Adferiad are a member of WAMH and support the paper. Strategies always say the right thing. We must see how the strategy is delivered. In the strategy itself, we should put in the processes to enable to accountability.

Gwyneth Sweatman:

Glad to see workforce recognised in overarching aims. Thousands of people in small businesses in Wales affected by poor mental health since pandemic. How can we support businesses?

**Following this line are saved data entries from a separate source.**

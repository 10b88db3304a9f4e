//! Configuration loader for the `sensorflow-rollup` service.
//!
//! This module centralizes all runtime configuration values and their defaults,
//! loading from environment variables (with optional `.env` file support
//! provided by the caller), so `env::var` calls are not scattered through
//! the codebase.
//!
use std::env;
use std::net::SocketAddr;

use anyhow::{anyhow, bail, Result};

use crate::scheduler::DEFAULT_WINDOW_DAYS;

/// Parse an optional integer environment variable with a default value.
macro_rules! parse_env_u32 {
    ($var_name:expr, $default:expr) => {
        env::var($var_name)
            .ok()
            .map(|v| v.parse::<u32>())
            .transpose()
            .map_err(|e| anyhow!("Invalid {}: {}", $var_name, e))?
            .unwrap_or($default)
    };
}

/// Parse a required string environment variable.
macro_rules! require_env {
    ($var_name:expr) => {
        env::var($var_name)
            .map_err(|_| anyhow!("{} must be set in .env or environment", $var_name))?
    };
}

/// Strongly typed application configuration.
///
/// All fields are immutable after loading, ensuring a consistent configuration
/// snapshot for the lifetime of the application.
#[derive(Debug, Clone)]
pub struct Config {
    // ---
    /// SQLite connection string, e.g. `sqlite://sensor_data.db`.
    pub db_url: String,

    /// Maximum number of database connections in the pool.
    pub db_pool_max: u32,

    /// Days per recomputation window.
    pub batch_days: u32,

    /// Address the HTTP API binds to.
    pub bind_addr: SocketAddr,

    /// Run one full recomputation before serving requests.
    pub recompute_on_start: bool,
}

/// Load configuration from environment variables with defaults.
///
/// Required:
/// - `DATABASE_URL` – SQLite connection string
///
/// Optional:
/// - `DB_POOL_MAX` – max DB connections (default: 4)
/// - `ROLLUP_BATCH_DAYS` – days per recomputation window (default: 7)
/// - `BIND_ADDR` – listen address (default: `0.0.0.0:8080`)
/// - `RECOMPUTE_ON_START` – `1|true|yes` to recompute at startup (default: off)
///
/// Returns an error if any required variable is missing or invalid.
pub fn load_from_env() -> Result<Config> {
    // ---
    let db_url = require_env!("DATABASE_URL");
    let db_pool_max = parse_env_u32!("DB_POOL_MAX", 4);
    let batch_days = parse_env_u32!("ROLLUP_BATCH_DAYS", DEFAULT_WINDOW_DAYS);

    if batch_days == 0 {
        bail!("Invalid ROLLUP_BATCH_DAYS: must be at least 1");
    }

    let bind_addr = env::var("BIND_ADDR")
        .unwrap_or_else(|_| "0.0.0.0:8080".to_string())
        .parse::<SocketAddr>()
        .map_err(|e| anyhow!("Invalid BIND_ADDR: {}", e))?;

    let recompute_on_start = parse_flag(env::var("RECOMPUTE_ON_START").ok().as_deref())
        .map_err(|v| anyhow!("Invalid RECOMPUTE_ON_START: {:?}", v))?;

    Ok(Config {
        db_url,
        db_pool_max,
        batch_days,
        bind_addr,
        recompute_on_start,
    })
}

fn parse_flag(value: Option<&str>) -> Result<bool, String> {
    // ---
    match value {
        None | Some("") => Ok(false),
        Some("1") | Some("true") | Some("yes") => Ok(true),
        Some("0") | Some("false") | Some("no") => Ok(false),
        Some(other) => Err(other.to_string()),
    }
}

impl Config {
    /// Log the loaded configuration for debugging purposes.
    pub fn log_config(&self) {
        // ---
        tracing::info!("Configuration loaded:");
        tracing::info!("  DATABASE_URL       : {}", self.db_url);
        tracing::info!("  DB_POOL_MAX        : {}", self.db_pool_max);
        tracing::info!("  ROLLUP_BATCH_DAYS  : {}", self.batch_days);
        tracing::info!("  BIND_ADDR          : {}", self.bind_addr);
        tracing::info!("  RECOMPUTE_ON_START : {}", self.recompute_on_start);
    }
}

Simon replied expressing that prevention is important here. People’s jobs are where they can feel the impact of poor mental health and they can also be places where poor mental health can be created. This strategy must be cross-government and embed good mental health outcomes in other government departments, such as employment and housing. Where does it sit as a priority across the board?

Kathryn Morgan:

Kathryn suggested that Shared Lives Plus would benefit from joining WAMH.

Jen Daffin:

Pre-Covid, 55% of Brits already felt under excessive pressure or miserable at work. There’s evidence suggesting that hybrid working has led to a further workforce disconnection. This is leading to increased demand and knock-on impacts for e.g. parents supporting children when their own mental health is poor.

Annabelle Llanes Sierra:

CIPD have worked with providing employers with resources they need for early intervention for managers to notice when employees struggling with their mental health. Early intervention is vital for employees to feel supported.

Elinor Puzey:

Glad to see perinatal and infant MH discussed in the presentation. More support for children who have experienced abuse would be beneficial. She suggested sharing resources.

Ken Skates:

Cross-governmental approach is vital. Recent mental health inequalities inquiry had recommendation that every submission of ministerial advice should include mental health considerations in it. Disappointed it was only partially accepted. It would change ministerial culture and wouldn’t change much in terms of demands for the Welsh Government.

Dr Jenny Burns:

Strengths based model could be a good idea. Life course approach and focus on wellbeing rather than ill health could be a good approach.

Nesta Lloyd-Jones:

NHS Confederation members would be concerned around importance of prevention, especially with demand being so high across all NHS bodies at the moment, plus the cost of living crisis. They intend to respond to the strategy and have been holding consultations about how best to respond on behalf of NHS bodies. Agreed with Ken about cross-government response and ministerial advice recommendation. CPG are welcome to invite NHS Confederation members to present to the future meetings. Simon supported this.

Simon Jones:

There are inequalities throughout the healthcare system, but we have to place this in a wider community context about what services are out there. Example of care and treatment planning, which includes health as an aspect. These documents often don’t include elements like housing and tend to focus only on health. This is the key consideration for the ministerial request recommendation.

Oliver Townsend:

Don’t be afraid to put things in the strategy that might be hard to deliver, such as community health (access to green spaces etc.). Strategies tend to focus on goals achievable within 5-10 years. Real ambition in how we work and set lifetime goals is a good idea.

Jen Daffin:

Cultural and conceptualisation shift, moving from illness to wellness. This will be a big cultural shift. We focus on practical things when talking about social determinants, but without people healthy enough to take up those opportunities, it won’t work. We need to improve relational health.

 

Ken called the meeting to a close and offered further contributions from members about the content of future meetings.